What is the Datahub?
The Datahub is your central repository for storing and managing all datasets in Arato. It provides comprehensive dataset management features including file uploads, previews, and detailed metadata tracking. You can view important information such as event counts, variables, notebook usage, upload details, and custom tags for easy organization.
Why Use the Datahub?
The Datahub streamlines your dataset management workflow with several key benefits:
Efficient Organization: Quickly sort and find datasets across multiple notebooks
Version Control: Track dataset changes, including when they were modified and by whom
Tag Management: Create and manage custom tags for better dataset organization
File Preview: Examine dataset contents before use
Usage Tracking: See which notebooks are using each dataset
How to Use the Datahub
Adding New Datasets
Access the Datahub
Click the three dots (⋮) in your dataset header
Select "Open Datahub" from the menu
Upload a Dataset
Click the "Create new dataset" button
Select your CSV file when the upload modal appears
Preview your data before confirming
Give your dataset a meaningful name (required)

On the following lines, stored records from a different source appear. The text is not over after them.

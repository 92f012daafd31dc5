//! Resilient streaming telemetry client.
//!
//! Telemlink keeps a websocket session to a telemetry device alive, decodes
//! every message it receives and publishes the results to any number of
//! observers.
//!
//! # Features
//!
//! - **Reconnect loop**: bounded exponential backoff (500 ms doubling to 30 s),
//!   reset after every healthy session
//! - **Decoding**: `T:` telemetry lines, `name=value` text, raw text and
//!   binary previews
//! - **Last-value state**: the newest [`TelemetrySample`] is always available
//! - **Bounded log**: 10,000 lines with a scrollable viewport
//!
//! ## Example
//!
//! ```rust,no_run
//! use telemlink::{Telemlink, UpdateRate};
//! use futures::StreamExt;
//!
//! #[tokio::main]
//! async fn main() -> telemlink::Result<()> {
//!     let client = Telemlink::connect("ws://192.168.1.88/ws")?;
//!     let mut samples = client.telemetry(UpdateRate::Max(10));
//!
//!     while let Some(sample) = samples.next().await {
//!         println!("{sample}");
//!     }
//!     Ok(())
//! }
//! ```

// Core types and error handling
pub mod backoff;
pub mod config;
pub mod decoder;
pub mod endpoint;
mod error;
pub mod types;

// Shared state
pub mod log_sink;
pub mod telemetry_state;

// Connection loop
pub mod connection;
pub mod driver;
pub mod stream;
pub mod transport;
pub mod transports;

// Core exports
pub use endpoint::Endpoint;
pub use error::*;
pub use types::*;

pub use backoff::{Backoff, BackoffState};
pub use config::{ClientConfig, ConnectProfile};
pub use connection::TelemetryClient;
pub use log_sink::{LogBuffer, LogSink, LogView};
pub use telemetry_state::TelemetryState;
pub use transport::{CloseInfo, Connector, Incoming, Link};
pub use transports::{ReplayConnector, SimulatedConnector, WebSocketConnector};

/// Unified entry point for telemetry clients.
///
/// Every constructor spawns the connection loop on the current tokio runtime
/// and returns immediately; the first connect attempt happens in the
/// background.
///
/// # Examples
///
/// ## Device over websocket
/// ```rust,no_run
/// use telemlink::Telemlink;
///
/// #[tokio::main]
/// async fn main() -> telemlink::Result<()> {
///     let client = Telemlink::connect("ws://192.168.1.88/ws")?;
///     // Use client...
///     client.shutdown().await;
///     Ok(())
/// }
/// ```
///
/// ## Simulated data
/// ```rust,no_run
/// use telemlink::Telemlink;
///
/// #[tokio::main]
/// async fn main() -> telemlink::Result<()> {
///     let client = Telemlink::simulate()?;
///     println!("{:?}", client.latest());
///     Ok(())
/// }
/// ```
pub struct Telemlink;

impl Telemlink {
    /// Connect to a `ws://` or `wss://` endpoint with default settings.
    ///
    /// # Errors
    ///
    /// Returns an error if the URI is not an absolute ws/wss URI with a host.
    /// Network failures are never returned here; the loop logs them and retries.
    pub fn connect(uri: &str) -> Result<TelemetryClient> {
        TelemetryClient::spawn(ClientConfig::new(uri))
    }

    /// Start a client from a full configuration.
    ///
    /// # Errors
    ///
    /// Returns the first validation failure of `config`.
    pub fn connect_with(config: ClientConfig) -> Result<TelemetryClient> {
        TelemetryClient::spawn(config)
    }

    /// Start a client fed by [`SimulatedConnector`] instead of a device.
    pub fn simulate() -> Result<TelemetryClient> {
        TelemetryClient::spawn_with(ClientConfig::new("ws://simulator.local/ws"), SimulatedConnector::new())
    }
}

Once uploaded, the dataset appears in both Datahub and your current notebook
File Requirements
When uploading files to the Datahub, ensure your file meets these specifications:
Include a header row with column names
Contains a 'template' column with prompt templates
Use {{variable}} syntax for variables in templates
Include matching columns for all template variables
Use only alphanumeric characters and underscores in variable names
Include a 'response' column for prompt responses
Keep file size under 1MB
Managing Datasets
Preview Files: Check dataset contents before use
Move Files: Transfer datasets between notebooks
Remove Files:
Remove from notebook while keeping in Datahub
Delete permanently from Datahub
Track Usage: View which notebooks use each dataset
Add Tags: Create custom tags for better organization